By Amanda Durish Cook
MISO must charge equal fees to all generators entering its interconnection queue regardless of whether they are internal, external, new or existing resources, FERC ruled last week (EL15-99).
The commission also directed MISO to revise its Tariff to spell out procedures related to external resources entering the queue, a process currently described only in the RTO’s Business Practice Manuals. FERC agreed with a group of MISO generators who contended that the absence of an explicit Tariff provision created a lack of transparency around the nature of RTO service agreements with external resources.
“The commission requires that matters that significantly affect rates and services, are readily susceptible of specification and are not so generally understood be in the Tariff rather than Business Practice Manuals,” the order stated.
FERC considered the issue significant enough to open a separate Section 206 proceeding (EL16-12) to review MISO’s Tariff and require revisions outlining specific procedures and milestone payments for all interconnection customers.
The ruling stems from a complaint by a group of internal MISO generators who contested the RTO’s practice of exempting external generating resources from paying a significant fee levied on any new internal resources seeking to enter the final stage of the interconnection process.
At the outset of the definitive planning phase (DPP), any new MISO interconnection customers within the footprint must make an M2 milestone payment to fund system impact and interconnection facilities studies, as well as a later network upgrade facilities study, before preparing a construction schedule and cost analysis.

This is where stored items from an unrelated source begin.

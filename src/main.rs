use std::path::PathBuf;

use anyhow::{Context, Result, bail};
use log::info;
use noshow_analysis::{AnalysisConfig, ExportFormat, run};

const USAGE: &str = "Usage: noshow-analysis [INPUT] [--config FILE] [--output DIR] [--no-plots] \
                     [--export csv|parquet] [--quiet]";

/// Command-line overrides, applied on top of the configuration file
#[derive(Debug, Default, PartialEq)]
struct CliArgs {
    input: Option<PathBuf>,
    config: Option<PathBuf>,
    output: Option<PathBuf>,
    no_plots: bool,
    export: Option<ExportFormat>,
    quiet: bool,
    help: bool,
}

impl CliArgs {
    fn parse(args: impl IntoIterator<Item = String>) -> Result<Self> {
        let mut parsed = Self::default();
        let mut args = args.into_iter();

        while let Some(arg) = args.next() {
            let mut value = |flag: &str| {
                args.next()
                    .with_context(|| format!("{flag} needs a value\n{USAGE}"))
            };
            match arg.as_str() {
                "--config" | "-c" => parsed.config = Some(PathBuf::from(value("--config")?)),
                "--output" | "-o" => parsed.output = Some(PathBuf::from(value("--output")?)),
                "--export" => {
                    let format = value("--export")?;
                    parsed.export = Some(format.parse().context("Invalid --export value")?);
                }
                "--no-plots" => parsed.no_plots = true,
                "--quiet" | "-q" => parsed.quiet = true,
                "--help" | "-h" => parsed.help = true,
                flag if flag.starts_with('-') => bail!("Unknown option {flag}\n{USAGE}"),
                input => {
                    if parsed.input.is_some() {
                        bail!("Only one input file can be given\n{USAGE}");
                    }
                    parsed.input = Some(PathBuf::from(input));
                }
            }
        }
        Ok(parsed)
    }

    fn into_config(self) -> Result<AnalysisConfig> {
        let mut config = match &self.config {
            Some(path) => AnalysisConfig::from_toml_file(path)
                .with_context(|| format!("Failed to load configuration {}", path.display()))?,
            None => AnalysisConfig::default(),
        };

        if let Some(input) = self.input {
            config = config.with_input_path(input);
        }
        if let Some(output) = self.output {
            config = config.with_output_dir(output);
        }
        if self.no_plots {
            config = config.with_plots(false);
        }
        if self.export.is_some() {
            config = config.with_export_format(self.export);
        }
        if self.quiet {
            config = config.with_progress(false);
        }
        Ok(config)
    }
}

fn main() -> Result<()> {
    env_logger::Builder::from_env(env_logger::Env::default().default_filter_or("info")).init();

    let args = CliArgs::parse(std::env::args().skip(1))?;
    if args.help {
        println!("{USAGE}");
        return Ok(());
    }

    let config = args.into_config()?;
    info!("Reading appointments from {}", config.input_path.display());

    let output = run(&config)
        .with_context(|| format!("Analysis of {} failed", config.input_path.display()))?;

    println!("{}", output.report.summary());
    println!("Report written to {}", output.files.json.display());
    if let Some(path) = &output.export {
        println!("Cleaned data exported to {}", path.display());
    }
    if !output.charts.is_empty() {
        println!("{} charts written", output.charts.len());
    }
    Ok(())
}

Existing internal generators are exempted from the payments. MISO also waives the fee for both new and existing generators outside its footprint under the assumption that those resources have already established interconnection agreements within their own balancing areas.

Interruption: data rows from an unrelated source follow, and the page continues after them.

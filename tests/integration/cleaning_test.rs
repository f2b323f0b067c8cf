use noshow_analysis::{Appointment, Cleaner, RowFilter, clean, load_appointments};

use crate::utils::{FixtureRow, random_rows, test_config, write_csv};

fn load(rows: &[FixtureRow]) -> Vec<Appointment> {
    let dir = tempfile::tempdir().unwrap();
    let input = write_csv(&dir.path().join("appointments.csv"), rows);
    load_appointments(&test_config(&input, dir.path())).unwrap()
}

#[test]
fn known_data_entry_errors_are_removed() {
    let rows = vec![
        FixtureRow::new(1).with_age(-1),
        FixtureRow::new(2).with_days("2016-05-10T10:17:48Z", "2016-05-04T00:00:00Z"),
        FixtureRow::new(3).with_days("2016-04-29T18:38:08Z", "2016-04-29T00:00:00Z"),
        FixtureRow::new(4),
    ];

    let (cleaned, report) = clean(load(&rows), true);

    assert_eq!(report.input_rows, 4);
    assert_eq!(report.output_rows, 2);
    assert_eq!(report.same_day_fixed, 1);
    assert_eq!(report.filters[0].removed, 1);
    assert_eq!(report.filters[1].removed, 1);
    let ids: Vec<i64> = cleaned.iter().map(|a| a.appointment_id).collect();
    assert_eq!(ids, [3, 4]);
    assert_eq!(cleaned[0].waiting_days, 0);
}

#[test]
fn cleaned_rows_satisfy_invariants() {
    let (cleaned, report) = clean(load(&random_rows(500, 11)), true);

    assert!(cleaned.iter().all(|a| a.age >= 0));
    assert!(cleaned.iter().all(|a| a.waiting_days >= 0));
    assert_eq!(report.output_rows, cleaned.len());
    assert_eq!(report.input_rows - report.removed_rows(), report.output_rows);
    assert!(report.removed_rows() >= 2);
    // Patients are drawn from a pool half the size of the table
    assert!(report.duplicate_patient_ids > 0);
    assert_eq!(report.duplicate_appointment_ids, 0);
}

#[derive(Debug)]
struct ReminderOnly;

impl RowFilter for ReminderOnly {
    fn name(&self) -> &str {
        "no reminder"
    }

    fn keep(&self, appointment: &Appointment) -> bool {
        appointment.sms_received
    }

    fn required_columns(&self) -> Vec<&'static str> {
        vec!["sms_received"]
    }
}

#[test]
fn extra_filters_are_reported_by_name() {
    let mut reminded = FixtureRow::new(2);
    reminded.sms_received = 1;
    let rows = vec![FixtureRow::new(1), reminded];

    let (cleaned, report) = Cleaner::new()
        .with_filter(Box::new(ReminderOnly))
        .clean(load(&rows));

    assert_eq!(cleaned.len(), 1);
    assert!(cleaned[0].sms_received);
    let last = report.filters.last().unwrap();
    assert_eq!(last.name, "no reminder");
    assert_eq!(last.removed, 1);
}
//! Row filters applied during cleaning
//!
//! Each filter decides per appointment whether the row is kept. Filters
//! are applied in sequence and the number of rows each one removes is
//! recorded in the cleaning report.

use std::fmt::Debug;

use crate::models::Appointment;

/// A rule that keeps or drops individual appointments
pub trait RowFilter: Debug + Send + Sync {
    /// Short description used in logs and the cleaning report
    fn name(&self) -> &str;

    /// Whether the appointment passes the filter
    fn keep(&self, appointment: &Appointment) -> bool;

    /// Columns (after renaming) the filter reads
    fn required_columns(&self) -> Vec<&'static str>;
}

/// Drops rows with a negative age
#[derive(Debug, Clone, Copy, Default)]
pub struct NegativeAgeFilter;

impl RowFilter for NegativeAgeFilter {
    fn name(&self) -> &str {
        "negative age"
    }

    fn keep(&self, appointment: &Appointment) -> bool {
        appointment.age >= 0
    }

    fn required_columns(&self) -> Vec<&'static str> {
        vec!["age"]
    }
}

/// Drops rows whose appointment lies before the day it was scheduled
#[derive(Debug, Clone, Copy, Default)]
pub struct NegativeWaitingDaysFilter;

impl RowFilter for NegativeWaitingDaysFilter {
    fn name(&self) -> &str {
        "negative waiting days"
    }

    fn keep(&self, appointment: &Appointment) -> bool {
        appointment.waiting_days >= 0
    }

    fn required_columns(&self) -> Vec<&'static str> {
        vec!["waiting_days"]
    }
}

The complainants contended that the differing payment requirements represent a competitive disadvantage for them because external generators face a “significantly lower entry fee than generation internal to MISO.” The generators further argued that the lack of monetary collateral tied to the DPP phase could lead external resources to submit speculative project requests or nonchalantly withdraw projects, forcing MISO to revise its study assumptions and thereby delay other projects in the queue. They asked FERC to consider two options: Either force MISO to require all new interconnection customers to pay the milestone payments or eliminate the payments altogether in the interest of fairness.

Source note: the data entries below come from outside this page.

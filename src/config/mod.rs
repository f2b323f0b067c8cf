//! Configuration for the no-show analysis.
//!
//! Defaults reproduce the standard analysis; a TOML file can override any
//! subset of the fields and the binary applies command-line overrides last.

use std::path::{Path, PathBuf};

use serde::Deserialize;

use crate::error::{NoShowError, Result};
use crate::error::util::safe_read_to_string;
use crate::utils::DEFAULT_BATCH_SIZE;
use crate::utils::date::TimestampFormats;

/// Output format for the cleaned dataset
#[derive(Debug, Clone, Copy, PartialEq, Eq, Deserialize)]
#[serde(rename_all = "lowercase")]
pub enum ExportFormat {
    /// Comma separated values with a header row
    Csv,
    /// Apache Parquet
    Parquet,
}

impl ExportFormat {
    /// File extension for this format
    #[must_use]
    pub const fn extension(self) -> &'static str {
        match self {
            Self::Csv => "csv",
            Self::Parquet => "parquet",
        }
    }
}

impl std::str::FromStr for ExportFormat {
    type Err = NoShowError;

    fn from_str(s: &str) -> Result<Self> {
        match s.to_ascii_lowercase().as_str() {
            "csv" => Ok(Self::Csv),
            "parquet" => Ok(Self::Parquet),
            other => Err(NoShowError::ConfigError(format!(
                "Unknown export format '{other}' (expected csv or parquet)"
            ))),
        }
    }
}

/// Configuration for an analysis run
#[derive(Debug, Clone)]
pub struct AnalysisConfig {
    /// Appointment table to read (`.csv` or `.parquet`)
    pub input_path: PathBuf,
    /// Directory receiving the report, tables, charts and export
    pub output_dir: PathBuf,
    /// Rows per record batch when reading CSV
    pub batch_size: usize,
    /// Worker threads for batch conversion
    pub num_threads: usize,
    /// p-value at or below which a test counts as significant
    pub significance_level: f64,
    /// Number of neighbourhoods and patients in the top-N listings
    pub top_n: usize,
    /// Treat a waiting time of -1 day as a same-day appointment (0 days)
    pub fix_same_day: bool,
    /// Render SVG charts
    pub write_plots: bool,
    /// Export the cleaned dataset in this format
    pub export_format: Option<ExportFormat>,
    /// Show a spinner while loading
    pub show_progress: bool,
    /// Accepted timestamp layouts for the two day columns
    pub timestamp_formats: TimestampFormats,
}

impl Default for AnalysisConfig {
    fn default() -> Self {
        Self {
            input_path: PathBuf::from("noshowappointments-kagglev2-may-2016.csv"),
            output_dir: PathBuf::from("output"),
            batch_size: DEFAULT_BATCH_SIZE,
            num_threads: num_cpus::get(),
            significance_level: 0.05,
            top_n: 10,
            fix_same_day: true,
            write_plots: true,
            export_format: None,
            show_progress: true,
            timestamp_formats: TimestampFormats::default(),
        }
    }
}

/// Partial configuration as read from a TOML file
#[derive(Debug, Default, Deserialize)]
#[serde(deny_unknown_fields)]
struct ConfigFile {
    input_path: Option<PathBuf>,
    output_dir: Option<PathBuf>,
    batch_size: Option<usize>,
    num_threads: Option<usize>,
    significance_level: Option<f64>,
    top_n: Option<usize>,
    fix_same_day: Option<bool>,
    write_plots: Option<bool>,
    export_format: Option<ExportFormat>,
    show_progress: Option<bool>,
    timestamp_formats: Option<Vec<String>>,
}

impl AnalysisConfig {
    /// Create a configuration with default settings
    #[must_use]
    pub fn new() -> Self {
        Self::default()
    }

    /// Load defaults overlaid with the values of a TOML file
    pub fn from_toml_file(path: &Path) -> Result<Self> {
        let contents = safe_read_to_string(path, "analysis configuration")?;
        Self::from_toml_str(&contents)
    }

    /// Load defaults overlaid with the values of a TOML document
    pub fn from_toml_str(contents: &str) -> Result<Self> {
        let file: ConfigFile = toml::from_str(contents)?;
        let mut config = Self::default();

        if let Some(v) = file.input_path {
            config.input_path = v;
        }
        if let Some(v) = file.output_dir {
            config.output_dir = v;
        }
        if let Some(v) = file.batch_size {
            config.batch_size = v;
        }
        if let Some(v) = file.num_threads {
            config.num_threads = v;
        }
        if let Some(v) = file.significance_level {
            config.significance_level = v;
        }
        if let Some(v) = file.top_n {
            config.top_n = v;
        }
        if let Some(v) = file.fix_same_day {
            config.fix_same_day = v;
        }
        if let Some(v) = file.write_plots {
            config.write_plots = v;
        }
        if file.export_format.is_some() {
            config.export_format = file.export_format;
        }
        if let Some(v) = file.show_progress {
            config.show_progress = v;
        }
        if let Some(formats) = file.timestamp_formats {
            config.timestamp_formats = TimestampFormats::new(formats);
        }

        config.validate()?;
        Ok(config)
    }

    /// Check that numeric settings are usable
    pub fn validate(&self) -> Result<()> {
        if self.batch_size == 0 {
            return Err(NoShowError::ConfigError("batch_size must be positive".to_string()));
        }
        if self.num_threads == 0 {
            return Err(NoShowError::ConfigError("num_threads must be positive".to_string()));
        }
        if !(self.significance_level > 0.0 && self.significance_level < 1.0) {
            return Err(NoShowError::ConfigError(format!(
                "significance_level must lie in (0, 1), got {}",
                self.significance_level
            )));
        }
        if self.top_n == 0 {
            return Err(NoShowError::ConfigError("top_n must be positive".to_string()));
        }
        Ok(())
    }

    /// Set the input table
    #[must_use]
    pub fn with_input_path(mut self, path: impl Into<PathBuf>) -> Self {
        self.input_path = path.into();
        self
    }

    /// Set the output directory
    #[must_use]
    pub fn with_output_dir(mut self, path: impl Into<PathBuf>) -> Self {
        self.output_dir = path.into();
        self
    }

    /// Set the CSV batch size
    #[must_use]
    pub const fn with_batch_size(mut self, batch_size: usize) -> Self {
        self.batch_size = batch_size;
        self
    }

    /// Set the number of worker threads
    #[must_use]
    pub const fn with_num_threads(mut self, num_threads: usize) -> Self {
        self.num_threads = num_threads;
        self
    }

    /// Set the significance level
    #[must_use]
    pub const fn with_significance_level(mut self, level: f64) -> Self {
        self.significance_level = level;
        self
    }

    /// Set the length of top-N listings
    #[must_use]
    pub const fn with_top_n(mut self, top_n: usize) -> Self {
        self.top_n = top_n;
        self
    }

    /// Enable or disable the same-day waiting time fix
    #[must_use]
    pub const fn with_fix_same_day(mut self, enabled: bool) -> Self {
        self.fix_same_day = enabled;
        self
    }

    /// Enable or disable chart rendering
    #[must_use]
    pub const fn with_plots(mut self, enabled: bool) -> Self {
        self.write_plots = enabled;
        self
    }

    /// Export the cleaned dataset
    #[must_use]
    pub const fn with_export_format(mut self, format: Option<ExportFormat>) -> Self {
        self.export_format = format;
        self
    }

    /// Enable or disable the loading spinner
    #[must_use]
    pub const fn with_progress(mut self, enabled: bool) -> Self {
        self.show_progress = enabled;
        self
    }

    /// Set the fallback timestamp layouts tried after RFC 3339
    #[must_use]
    pub fn with_timestamp_formats(mut self, formats: TimestampFormats) -> Self {
        self.timestamp_formats = formats;
        self
    }
}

In its answer to the complaint, MISO said the request to treat existing external generation identically to new internal generation was unjust and unreasonable. The RTO pointed to the milestone payment exemption for existing generation, also noting that the payments are refundable upon finalizing a generator interconnection agreement. The RTO said it would resolve the payment dispute by charging “some form” of initial payment to external customers wanting to enter the queue.
In its ruling, FERC went a step beyond the complainants’ original request by requiring all interconnection customers — including existing internal generators — to post milestone payments.
“All interconnection customers, whether they are new or existing, or internal or external, are seeking interconnection service and will be entering the DPP,” the commission said. “The Tariff provisions should ensure that all interconnection customers, internal and external, and new and existing, are treated comparably.”
FERC gave MISO 60 days to update its Tariff with the changes related to the interconnection process. The changes must include a pro forma service agreement and initial payment details for external resources. A final order on the matter is expected by Nov. 30.